CODEWITHSUNDEEP
objective-coop
Vergil Lu
Vergil Lu

Reputation: 531

Can subclass override non-public methods

I have two classes: BatchDownloader, SpeechDownlader

BatchDownloader is the base class, and SpeechDownloader inherited it.

In BatchDownloader, whenever one file was downloaded, -(void)downloadComplete:task will be called.

But in SpeechDownloader, I also want to post a notification in downloadComplete:task.

Can I just write the method with the same name in SpeechDownloader's implementation ? or there is a better way ?

Thanks.

p.s. I don't want to make -(void)downloadComplete:task public, because it should only be called by itself.

Upvotes: 5

Views: 5274

Answers (2)

Greg
Greg

Reputation: 9168

If you implement a method in a subclass that has the same name as a private method in a superclass, your subclass method will be called on instances of your subclass.

i.e., if you implement a method in your superclass like this, without declaring it anywhere:

@implementation classA

- (void)doSomething {
    NSLog("a");
}

Then, in your subclass implementation, implement a method with the same name:

@implementation subclassOfA

- (void)doSomething {
    NSLog("b");
}

When you call doSomething on an instance of your subclass, the subclass implementation will be called instead of the superclass implementation, so the code in this example will result in "b" being printed to the console.

However, if you also want to access the superclass implementation of the method, you can use:

- (void)doSomething {
    [super doSomething];
    NSLog("b");
}

This will also call the superclass implementation.
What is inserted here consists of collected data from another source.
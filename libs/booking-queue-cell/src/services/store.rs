use std::collections::HashMap;

use async_trait::async_trait;
use chrono::{DateTime, Utc};
use tokio::sync::RwLock;
use tracing::debug;
use uuid::Uuid;

use crate::services::conflict::overlaps;
use crate::{Booking, BookingQueueError, BookingStatus, NewBooking, Schedule, StoreError};

/// Source of truth for schedules and accepted bookings.
#[async_trait]
pub trait BookingStore: Send + Sync {
    async fn find_schedule(&self, schedule_id: Uuid) -> Result<Option<Schedule>, StoreError>;

    /// Pending/Confirmed bookings of the schedule overlapping `[start, end)`.
    async fn find_overlapping(
        &self,
        schedule_id: Uuid,
        start: DateTime<Utc>,
        end: DateTime<Utc>,
    ) -> Result<Vec<Booking>, StoreError>;

    /// Must fail with [`StoreError::UniqueViolation`] when an active booking
    /// already starts at the same instant on the same schedule.
    async fn insert_booking(&self, booking: NewBooking) -> Result<Booking, StoreError>;
}

#[derive(Default)]
pub struct InMemoryBookingStore {
    schedules: RwLock<HashMap<Uuid, Schedule>>,
    bookings: RwLock<Vec<Booking>>,
}

impl InMemoryBookingStore {
    pub fn new() -> Self {
        Self::default()
    }

    pub async fn add_schedule(&self, schedule: Schedule) {
        self.schedules.write().await.insert(schedule.id, schedule);
    }

    pub async fn remove_schedule(&self, schedule_id: Uuid) -> Option<Schedule> {
        self.schedules.write().await.remove(&schedule_id)
    }

    pub async fn bookings_for(&self, schedule_id: Uuid) -> Vec<Booking> {
        let mut bookings: Vec<Booking> = self
            .bookings
            .read()
            .await
            .iter()
            .filter(|b| b.schedule_id == schedule_id)
            .cloned()
            .collect();
        bookings.sort_by_key(|b| b.start_time);
        bookings
    }

    /// Stands in for the review workflow in tests and local runs.
    pub async fn set_status(
        &self,
        booking_id: Uuid,
        status: BookingStatus,
    ) -> Result<Booking, BookingQueueError> {
        let mut bookings = self.bookings.write().await;
        let booking = bookings
            .iter_mut()
            .find(|b| b.id == booking_id)
            .ok_or(BookingQueueError::BookingNotFound(booking_id))?;
        booking.status = booking.status.transition(status)?;
        Ok(booking.clone())
    }
}

#[async_trait]
impl BookingStore for InMemoryBookingStore {
    async fn find_schedule(&self, schedule_id: Uuid) -> Result<Option<Schedule>, StoreError> {
        Ok(self.schedules.read().await.get(&schedule_id).cloned())
    }

    async fn find_overlapping(
        &self,
        schedule_id: Uuid,
        start: DateTime<Utc>,
        end: DateTime<Utc>,
    ) -> Result<Vec<Booking>, StoreError> {
        let bookings = self.bookings.read().await;
        let mut found: Vec<Booking> = bookings
            .iter()
            .filter(|b| b.schedule_id == schedule_id && b.status.is_active())
            .filter(|b| overlaps(b.start_time, b.end_time, start, end))
            .cloned()
            .collect();
        found.sort_by_key(|b| b.start_time);
        Ok(found)
    }

    async fn insert_booking(&self, booking: NewBooking) -> Result<Booking, StoreError> {
        let mut bookings = self.bookings.write().await;

        let duplicate = bookings.iter().any(|b| {
            b.schedule_id == booking.schedule_id
                && b.start_time == booking.start_time
                && b.status.is_active()
        });
        if duplicate {
            return Err(StoreError::UniqueViolation(format!(
                "booking for schedule {} at {} already exists",
                booking.schedule_id, booking.start_time
            )));
        }

        let stored = Booking {
            id: Uuid::new_v4(),
            schedule_id: booking.schedule_id,
            patient_id: booking.patient_id,
            start_time: booking.start_time,
            end_time: booking.end_time,
            status: booking.status,
            created_at: Utc::now(),
        };
        bookings.push(stored.clone());

        debug!("Stored booking {} for schedule {}", stored.id, stored.schedule_id);
        Ok(stored)
    }
}
pub mod conflict;
pub mod store;
pub mod supabase_store;
pub mod queue;
pub mod redis_queue;
pub mod producer;
pub mod worker;
pub mod consumer;
pub mod notification;

pub use conflict::*;
pub use store::*;
pub use supabase_store::*;
pub use queue::*;
pub use redis_queue::*;
pub use producer::*;
pub use worker::*;
pub use consumer::*;
pub use notification::*;
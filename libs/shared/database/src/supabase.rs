use reqwest::{
    Client,
    header::{HeaderMap, HeaderName, HeaderValue, CONTENT_TYPE, AUTHORIZATION},
    Method, StatusCode,
};
use serde::de::DeserializeOwned;
use serde::Deserialize;
use serde_json::Value;
use thiserror::Error;
use tracing::{debug, error, warn};

use shared_config::AppConfig;

/// PostgREST SQLSTATE for unique constraint violations.
pub const UNIQUE_VIOLATION: &str = "23505";

#[derive(Error, Debug)]
pub enum DatabaseError {
    #[error("Conflict ({code:?}): {message}")]
    Conflict { code: Option<String>, message: String },

    #[error("Authentication error: {0}")]
    Auth(String),

    #[error("Resource not found: {0}")]
    NotFound(String),

    #[error("Database unavailable: {0}")]
    Unavailable(String),

    #[error("API error ({status}): {message}")]
    Api { status: u16, message: String },

    #[error("Invalid response: {0}")]
    Decode(String),

    #[error("Invalid request: {0}")]
    InvalidRequest(String),
}

impl DatabaseError {
    pub fn is_unique_violation(&self) -> bool {
        matches!(self, DatabaseError::Conflict { code: Some(code), .. } if code == UNIQUE_VIOLATION)
    }

    /// Errors worth retrying: the database may answer on the next attempt.
    pub fn is_transient(&self) -> bool {
        matches!(self, DatabaseError::Unavailable(_))
    }
}

#[derive(Debug, Deserialize)]
struct PostgrestError {
    code: Option<String>,
    message: Option<String>,
}

pub struct SupabaseClient {
    client: Client,
    base_url: String,
    anon_key: String,
}

impl SupabaseClient {
    pub fn new(config: &AppConfig) -> Self {
        Self {
            client: Client::new(),
            base_url: config.supabase_url.trim_end_matches('/').to_string(),
            anon_key: config.supabase_anon_key.clone(),
        }
    }

    fn get_headers(&self, auth_token: Option<&str>) -> Result<HeaderMap, DatabaseError> {
        let mut headers = HeaderMap::new();

        let api_key = HeaderValue::from_str(&self.anon_key)
            .map_err(|e| DatabaseError::InvalidRequest(format!("Invalid API key header: {}", e)))?;
        headers.insert("apikey", api_key);
        headers.insert(CONTENT_TYPE, HeaderValue::from_static("application/json"));

        if let Some(token) = auth_token {
            let bearer = HeaderValue::from_str(&format!("Bearer {}", token))
                .map_err(|e| DatabaseError::InvalidRequest(format!("Invalid auth header: {}", e)))?;
            headers.insert(AUTHORIZATION, bearer);
        }

        Ok(headers)
    }

    pub async fn request<T>(
        &self,
        method: Method,
        path: &str,
        auth_token: Option<&str>,
        body: Option<Value>,
    ) -> Result<T, DatabaseError>
    where
        T: DeserializeOwned,
    {
        self.request_with_headers(method, path, auth_token, body, &[]).await
    }

    /// Same as [`request`](Self::request) with extra headers such as PostgREST's `Prefer`.
    pub async fn request_with_headers<T>(
        &self,
        method: Method,
        path: &str,
        auth_token: Option<&str>,
        body: Option<Value>,
        extra_headers: &[(&'static str, &str)],
    ) -> Result<T, DatabaseError>
    where
        T: DeserializeOwned,
    {
        let url = format!("{}{}", self.base_url, path);
        debug!("Making {} request to {}", method, url);

        let mut headers = self.get_headers(auth_token)?;
        for (name, value) in extra_headers {
            let value = HeaderValue::from_str(value)
                .map_err(|e| DatabaseError::InvalidRequest(format!("Invalid {} header: {}", name, e)))?;
            headers.insert(HeaderName::from_static(name), value);
        }

        let mut req = self.client.request(method, &url).headers(headers);

        if let Some(body_data) = body {
            req = req.json(&body_data);
        }

        let response = req.send().await.map_err(|e| {
            warn!("Request to {} failed: {}", url, e);
            DatabaseError::Unavailable(e.to_string())
        })?;

        let status = response.status();
        if !status.is_success() {
            let error_text = response.text().await.unwrap_or_default();
            error!("API error ({}): {}", status, error_text);
            return Err(Self::classify_error(status, error_text));
        }

        response
            .json::<T>()
            .await
            .map_err(|e| DatabaseError::Decode(e.to_string()))
    }

    fn classify_error(status: StatusCode, body: String) -> DatabaseError {
        let parsed: Option<PostgrestError> = serde_json::from_str(&body).ok();
        let message = parsed
            .as_ref()
            .and_then(|e| e.message.clone())
            .unwrap_or_else(|| body.clone());

        match status.as_u16() {
            401 | 403 => DatabaseError::Auth(message),
            404 => DatabaseError::NotFound(message),
            409 => DatabaseError::Conflict {
                code: parsed.and_then(|e| e.code),
                message,
            },
            408 | 429 => DatabaseError::Unavailable(message),
            code if status.is_server_error() => {
                debug!("Treating upstream status {} as unavailable", code);
                DatabaseError::Unavailable(message)
            }
            code => DatabaseError::Api { status: code, message },
        }
    }

    pub fn get_base_url(&self) -> &str {
        &self.base_url
    }
}
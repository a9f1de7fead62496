use uuid::Uuid;

use crate::{Booking, NewBooking};

/// Half-open overlap test: `[start1, end1)` and `[start2, end2)` share a point
/// iff `start1 < end2 && start2 < end1`. Touching boundaries do not overlap.
pub fn overlaps<T: PartialOrd>(start1: T, end1: T, start2: T, end2: T) -> bool {
    start1 < end2 && start2 < end1
}

pub fn booking_overlaps(candidate: &NewBooking, existing: &Booking) -> bool {
    overlaps(
        candidate.start_time,
        candidate.end_time,
        existing.start_time,
        existing.end_time,
    )
}

/// Active bookings that collide with the candidate, in input order.
pub fn find_conflicts<'a>(candidate: &NewBooking, existing: &'a [Booking]) -> Vec<&'a Booking> {
    existing
        .iter()
        .filter(|booking| booking.schedule_id == candidate.schedule_id)
        .filter(|booking| booking.status.is_active())
        .filter(|booking| booking_overlaps(candidate, booking))
        .collect()
}

#[derive(Debug, Clone, PartialEq)]
pub enum ConflictVerdict {
    Free,
    /// The only overlapping booking is the candidate itself, already stored.
    AlreadyClaimed(Uuid),
    Taken(Vec<Uuid>),
}

/// Decides what the ingestion worker should do with a candidate.
pub fn evaluate(candidate: &NewBooking, existing: &[Booking]) -> ConflictVerdict {
    let conflicts = find_conflicts(candidate, existing);
    match conflicts.as_slice() {
        [] => ConflictVerdict::Free,
        [own] if own.is_same_claim(candidate) => ConflictVerdict::AlreadyClaimed(own.id),
        others => ConflictVerdict::Taken(others.iter().map(|b| b.id).collect()),
    }
}
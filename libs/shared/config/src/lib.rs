use std::env;
use std::str::FromStr;
use tracing::warn;

#[derive(Debug, Clone)]
pub struct AppConfig {
    pub supabase_url: String,
    pub supabase_anon_key: String,
    pub supabase_jwt_secret: String,
    pub supabase_service_role_key: String,
    pub redis_url: Option<String>,
    pub server_port: u16,
    pub booking_queue: BookingQueueSettings,
}

/// Tuning knobs for the booking queue pipeline.
#[derive(Debug, Clone, PartialEq)]
pub struct BookingQueueSettings {
    /// Attempts per delivery before a transient failure is dead-lettered.
    pub max_attempts: u32,
    pub retry_delay_ms: u64,
    /// Deliveries received more often than this are treated as crash loops.
    pub max_receive_count: u32,
    pub dedup_window_secs: u64,
    pub receive_wait_ms: u64,
    pub max_concurrent_lanes: usize,
    /// Received but unsettled deliveries across all lanes before receiving pauses.
    pub max_in_flight: usize,
    pub lane_idle_secs: u64,
    /// TTL of the lease that makes one instance the only active consumer.
    pub consumer_lease_secs: u64,
    pub shutdown_timeout_secs: u64,
}

impl Default for BookingQueueSettings {
    fn default() -> Self {
        Self {
            max_attempts: 3,
            retry_delay_ms: 200,
            max_receive_count: 5,
            dedup_window_secs: 300,
            receive_wait_ms: 1000,
            max_concurrent_lanes: 16,
            max_in_flight: 256,
            lane_idle_secs: 60,
            consumer_lease_secs: 30,
            shutdown_timeout_secs: 10,
        }
    }
}

impl BookingQueueSettings {
    pub fn from_env() -> Self {
        let defaults = Self::default();
        Self {
            max_attempts: env_number("BOOKING_QUEUE_MAX_ATTEMPTS", defaults.max_attempts).max(1),
            retry_delay_ms: env_number("BOOKING_QUEUE_RETRY_DELAY_MS", defaults.retry_delay_ms),
            max_receive_count: env_number("BOOKING_QUEUE_MAX_RECEIVE_COUNT", defaults.max_receive_count).max(1),
            dedup_window_secs: env_number("BOOKING_QUEUE_DEDUP_WINDOW_SECS", defaults.dedup_window_secs),
            receive_wait_ms: env_number("BOOKING_QUEUE_RECEIVE_WAIT_MS", defaults.receive_wait_ms),
            max_concurrent_lanes: env_number("BOOKING_QUEUE_MAX_CONCURRENT_LANES", defaults.max_concurrent_lanes).max(1),
            max_in_flight: env_number("BOOKING_QUEUE_MAX_IN_FLIGHT", defaults.max_in_flight).max(1),
            lane_idle_secs: env_number("BOOKING_QUEUE_LANE_IDLE_SECS", defaults.lane_idle_secs),
            consumer_lease_secs: env_number("BOOKING_QUEUE_CONSUMER_LEASE_SECS", defaults.consumer_lease_secs).max(1),
            shutdown_timeout_secs: env_number("BOOKING_QUEUE_SHUTDOWN_TIMEOUT_SECS", defaults.shutdown_timeout_secs),
        }
    }
}

impl AppConfig {
    pub fn from_env() -> Self {
        let config = Self {
            supabase_url: env::var("SUPABASE_URL")
                .unwrap_or_else(|_| {
                    warn!("SUPABASE_URL not set, using empty value");
                    String::new()
                }),
            supabase_anon_key: env::var("SUPABASE_ANON_PUBLIC_KEY")
                .unwrap_or_else(|_| {
                    warn!("SUPABASE_ANON_PUBLIC_KEY not set, using empty value");
                    String::new()
                }),
            supabase_jwt_secret: env::var("SUPABASE_JWT_SECRET")
                .unwrap_or_else(|_| {
                    warn!("SUPABASE_JWT_SECRET not set, using empty value");
                    String::new()
                }),
            supabase_service_role_key: env::var("SUPABASE_SERVICE_ROLE_KEY")
                .unwrap_or_else(|_| {
                    warn!("SUPABASE_SERVICE_ROLE_KEY not set, booking store will fall back to memory");
                    String::new()
                }),
            redis_url: env::var("REDIS_URL").ok().filter(|url| !url.is_empty()),
            server_port: env_number("SERVER_PORT", 3000),
            booking_queue: BookingQueueSettings::from_env(),
        };

        if !config.is_configured() {
            warn!("Application not fully configured - missing environment variables");
        }

        config
    }

    pub fn is_configured(&self) -> bool {
        !self.supabase_url.is_empty()
            && !self.supabase_anon_key.is_empty()
            && !self.supabase_jwt_secret.is_empty()
    }

    /// The booking store talks to PostgREST with the service role key.
    pub fn is_booking_store_configured(&self) -> bool {
        !self.supabase_url.is_empty() && !self.supabase_service_role_key.is_empty()
    }
}

fn env_number<T>(key: &str, default: T) -> T
where
    T: FromStr + Copy + std::fmt::Display,
{
    match env::var(key) {
        Ok(raw) => raw.trim().parse().unwrap_or_else(|_| {
            warn!("{} has invalid value {:?}, using default {}", key, raw, default);
            default
        }),
        Err(_) => default,
    }
}
use chrono::{TimeZone, Utc};
use jsonwebtoken::{decode, errors::ErrorKind, Algorithm, DecodingKey, Validation};
use tracing::debug;

use shared_models::auth::{JwtClaims, User};

/// Validates an HS256 bearer token and maps its claims onto a [`User`].
pub fn validate_token(token: &str, jwt_secret: &str) -> Result<User, String> {
    if jwt_secret.is_empty() {
        return Err("JWT secret is not set".to_string());
    }

    let mut validation = Validation::new(Algorithm::HS256);
    // Supabase stamps "authenticated" as audience; the platform does not pin it.
    validation.validate_aud = false;

    let data = decode::<JwtClaims>(
        token,
        &DecodingKey::from_secret(jwt_secret.as_bytes()),
        &validation,
    )
    .map_err(|e| {
        debug!("Token rejected: {}", e);
        match e.kind() {
            ErrorKind::ExpiredSignature => "Token expired".to_string(),
            ErrorKind::InvalidSignature => "Invalid token signature".to_string(),
            ErrorKind::InvalidToken | ErrorKind::Base64(_) | ErrorKind::Json(_) | ErrorKind::Utf8(_) => {
                "Invalid token format".to_string()
            }
            _ => "Invalid token".to_string(),
        }
    })?;

    let claims = data.claims;
    let created_at = claims
        .iat
        .and_then(|timestamp| Utc.timestamp_opt(timestamp as i64, 0).single());

    let user = User {
        id: claims.sub,
        email: claims.email,
        role: claims.role,
        metadata: claims.user_metadata,
        created_at,
    };

    debug!("Token validated successfully for user: {}", user.id);
    Ok(user)
}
If you get a compile error (due to the method being private and super not appearing to implement it), you can use [super performSelector:@selector(doSomething)] instead to do exactly the same thing.

This happens because of the way the Objective-C runtime looks up method calls. Since these methods have exactly the same method signature (same name, return type and arguments [none]), they are considered equal, and the runtime always checks the class of the object before looking in superclasses, so it will find the subclass method implementation first.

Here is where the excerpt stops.